Ma è indubbio che dietro le mura di quel palazzetto borghese si stanno tessendo le trame per l'Egitto del futuro. "Quello che avete cominciato non si deve fermare", manda a dire al variegato mondo dei suoi sostenitori e certo loro non hanno bisogno di farselo dire. Per la prima volta ci sono anche i religiosi di "Al Azhar", centro sunnita prestigioso e soprattutto un tempo molto vicino al governo. Un segnale seguito anche da una parte della redazione di Al Ahram, quotidiano filo-governativo, che si è schierata con lui, come hanno fatto decine di giudici del Tribunale della capitale che sono scesi in piazza con i manifestanti.
E' stata una lunga notte per Mohamed El Baradei quella fra sabato e domenica, conferma suo fratello Ali, è stata la notte in cui ha ricevuto il mandato da tutta la galassia degli oppositori a Mubarak il mandato di formare un governo di salute pubblica per una transizione democratica. Non lo imbarazza il sostegno dei Fratelli Musulmani, dopo che la confraternita ha deciso di aderire apertamente alle manifestazioni di piazza. "I Fratelli sono un gruppo islamico conservatore, ma non hanno niente a che vedere con l'estremismo", dice oggi El Baradei nel tentativo di rassicurare sul ruolo del movimento islamico, illegale ma tollerato in Egitto. E loro di rimando, per voce di uno dei leader Essam el Erian, annunciano che è "l'uomo giusto per trattare con il regime l'uscita di scena per Hosni Mubarak".
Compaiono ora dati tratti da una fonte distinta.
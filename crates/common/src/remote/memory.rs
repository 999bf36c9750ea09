use async_trait::async_trait;
use std::collections::HashMap;
use std::sync::{Arc, RwLock};

use super::{RemoteStore, RemoteStoreError};
use crate::crypto::{PublicKey, PUBLIC_KEY_SIZE};
use crate::envelope::{MetadataEnvelope, METADATA_VERSION};

type DocumentKey = ([u8; PUBLIC_KEY_SIZE], i32);

/// In-memory metadata service enforcing the hash-chain write rules
#[derive(Debug, Clone)]
pub struct MemoryRemoteStore {
    inner: Arc<RwLock<MemoryRemoteStoreInner>>,
}

#[derive(Debug, Default)]
struct MemoryRemoteStoreInner {
    /// Accepted writes per (address, type id), oldest first;
    ///  the last one is the current document
    documents: HashMap<DocumentKey, Vec<MetadataEnvelope>>,
}

#[derive(thiserror::Error, Debug, Clone, PartialEq, Eq)]
pub enum MemoryRemoteStoreError {
    #[error("memory store error: {0}")]
    Internal(String),
}

impl MemoryRemoteStore {
    pub fn new() -> Self {
        Self {
            inner: Arc::new(RwLock::new(MemoryRemoteStoreInner::default())),
        }
    }

    /// Every accepted write for the document, oldest first
    pub fn history(
        &self,
        address: &PublicKey,
        type_id: i32,
    ) -> Result<Vec<MetadataEnvelope>, MemoryRemoteStoreError> {
        let inner = self.inner.read().map_err(|e| {
            MemoryRemoteStoreError::Internal(format!("failed to acquire read lock: {}", e))
        })?;

        Ok(inner
            .documents
            .get(&(address.to_bytes(), type_id))
            .cloned()
            .unwrap_or_default())
    }
}

impl Default for MemoryRemoteStore {
    fn default() -> Self {
        Self::new()
    }
}

#[async_trait]
impl RemoteStore for MemoryRemoteStore {
    type Error = MemoryRemoteStoreError;

    async fn get(
        &self,
        address: &PublicKey,
        type_id: i32,
    ) -> Result<MetadataEnvelope, RemoteStoreError<Self::Error>> {
        let inner = self.inner.read().map_err(|e| {
            RemoteStoreError::Provider(MemoryRemoteStoreError::Internal(format!(
                "failed to acquire read lock: {}",
                e
            )))
        })?;

        inner
            .documents
            .get(&(address.to_bytes(), type_id))
            .and_then(|history| history.last())
            .cloned()
            .ok_or(RemoteStoreError::NotFound)
    }

    async fn put(
        &self,
        address: &PublicKey,
        envelope: MetadataEnvelope,
    ) -> Result<(), RemoteStoreError<Self::Error>> {
        if envelope.version != METADATA_VERSION {
            return Err(RemoteStoreError::Rejected(format!(
                "unsupported version {}",
                envelope.version
            )));
        }

        envelope
            .verify(address)
            .map_err(|e| RemoteStoreError::Rejected(e.to_string()))?;

        let mut inner = self.inner.write().map_err(|e| {
            RemoteStoreError::Provider(MemoryRemoteStoreError::Internal(format!(
                "failed to acquire write lock: {}",
                e
            )))
        })?;

        let history = inner
            .documents
            .entry((address.to_bytes(), envelope.type_id))
            .or_default();

        match (history.last(), &envelope.prev_magic_hash) {
            // Genesis
            (None, None) => {}
            // Chained onto a document we never saw
            (None, Some(_)) => return Err(RemoteStoreError::NotFound),
            (Some(current), prev) => {
                if prev.as_ref() != Some(&current.magic_hash()) {
                    return Err(RemoteStoreError::Conflict);
                }
            }
        }

        history.push(envelope);
        Ok(())
    }
}
pub mod args;
pub mod op;
pub mod ops;

pub use ops::{Get, Init, Nodes, Put, Version};
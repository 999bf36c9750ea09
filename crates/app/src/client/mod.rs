//! HTTP transport for the metadata service
//!
//! ```text
//! GET {remote}/metadata/{address}?typeId={n}   -> envelope JSON
//! PUT {remote}/metadata/{address}              <- envelope JSON
//! ```
//!
//! Status codes are folded into [`RemoteStoreError`] here and nowhere else.

mod error;

pub use error::HttpStoreError;

use async_trait::async_trait;
use reqwest::{header::HeaderMap, header::HeaderValue, Client, Response, StatusCode};
use url::Url;

use common::crypto::PublicKey;
use common::envelope::MetadataEnvelope;
use common::remote::{RemoteStore, RemoteStoreError};

#[derive(Debug, Clone)]
pub struct HttpRemoteStore {
    pub remote: Url,
    client: Client,
}

impl HttpRemoteStore {
    pub fn new(remote: &Url) -> Result<Self, HttpStoreError> {
        let mut default_headers = HeaderMap::new();
        default_headers.insert("Content-Type", HeaderValue::from_static("application/json"));
        let client = Client::builder().default_headers(default_headers).build()?;

        Ok(Self {
            remote: remote.clone(),
            client,
        })
    }

    /// Document URL for `address`, keeping any path prefix of the remote
    pub fn endpoint(&self, address: &PublicKey) -> Result<Url, HttpStoreError> {
        let mut url = self.remote.clone();
        url.path_segments_mut()
            .map_err(|_| HttpStoreError::InvalidRemote(self.remote.to_string()))?
            .pop_if_empty()
            .push("metadata")
            .push(&address.to_hex());
        Ok(url)
    }
}

/// Map a non-success response onto the store's outcome classes
pub fn classify_status(status: StatusCode, body: String) -> RemoteStoreError<HttpStoreError> {
    match status {
        StatusCode::NOT_FOUND => RemoteStoreError::NotFound,
        StatusCode::CONFLICT | StatusCode::PRECONDITION_FAILED => RemoteStoreError::Conflict,
        s if s.is_client_error() => RemoteStoreError::Rejected(format!("{}: {}", s, body)),
        s => RemoteStoreError::Provider(HttpStoreError::HttpStatus(s, body)),
    }
}

async fn failure(response: Response) -> RemoteStoreError<HttpStoreError> {
    let status = response.status();
    let body = response.text().await.unwrap_or_default();
    classify_status(status, body)
}

#[async_trait]
impl RemoteStore for HttpRemoteStore {
    type Error = HttpStoreError;

    async fn get(
        &self,
        address: &PublicKey,
        type_id: i32,
    ) -> Result<MetadataEnvelope, RemoteStoreError<Self::Error>> {
        let mut url = self.endpoint(address)?;
        url.query_pairs_mut()
            .append_pair("typeId", &type_id.to_string());

        tracing::debug!(%url, "GET metadata");
        let response = self
            .client
            .get(url)
            .send()
            .await
            .map_err(HttpStoreError::from)?;

        if !response.status().is_success() {
            return Err(failure(response).await);
        }

        Ok(response
            .json::<MetadataEnvelope>()
            .await
            .map_err(HttpStoreError::from)?)
    }

    async fn put(
        &self,
        address: &PublicKey,
        envelope: MetadataEnvelope,
    ) -> Result<(), RemoteStoreError<Self::Error>> {
        let url = self.endpoint(address)?;

        tracing::debug!(%url, type_id = envelope.type_id, "PUT metadata");
        let response = self
            .client
            .put(url)
            .json(&envelope)
            .send()
            .await
            .map_err(HttpStoreError::from)?;

        if !response.status().is_success() {
            return Err(failure(response).await);
        }

        Ok(())
    }
}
Certo lo spettro del caos in un Paese di ottanta milioni di persone, strategico per collocazione geografica e per ruolo nella regione, ha fatto dire al segretario di Stato Hillary Clinton che gli Usa vorrebbero vedere "una transizione ordinata in modo tale che nessuna riempia un vuoto" e vede ora in El Baradei una figura rassicurante. Strano destino quello di questo avvocato prestato alla diplomazia internazionale. Quando nel 1997 sostituì Hans Blix come direttore generale dell'Aiea, furono gli Stati Uniti a sostenere la sua candidatura mentre il governo egiziano allora lo ignorò completamente. Il suo background sembrava avere un mix ideale di educazione occidentale e la familiarità con il Terzo Mondo e nel 2001 ottenne un secondo mandato. Prima dell'invasione americana dell'Iraq nel 2003 mise in dubbio, scontrandosi frontalmente con l'Amministrazione Bush, il fatto che Saddam potesse avere un programma nucleare segreto come sosteneva Washington per giustificare l'attacco all'Iraq. E forse per questo, per aver resistito a quella truffa messa in piedi all'Onu dagli Usa, nel 2005 gli venne dato il premio Nobel Per la Pace.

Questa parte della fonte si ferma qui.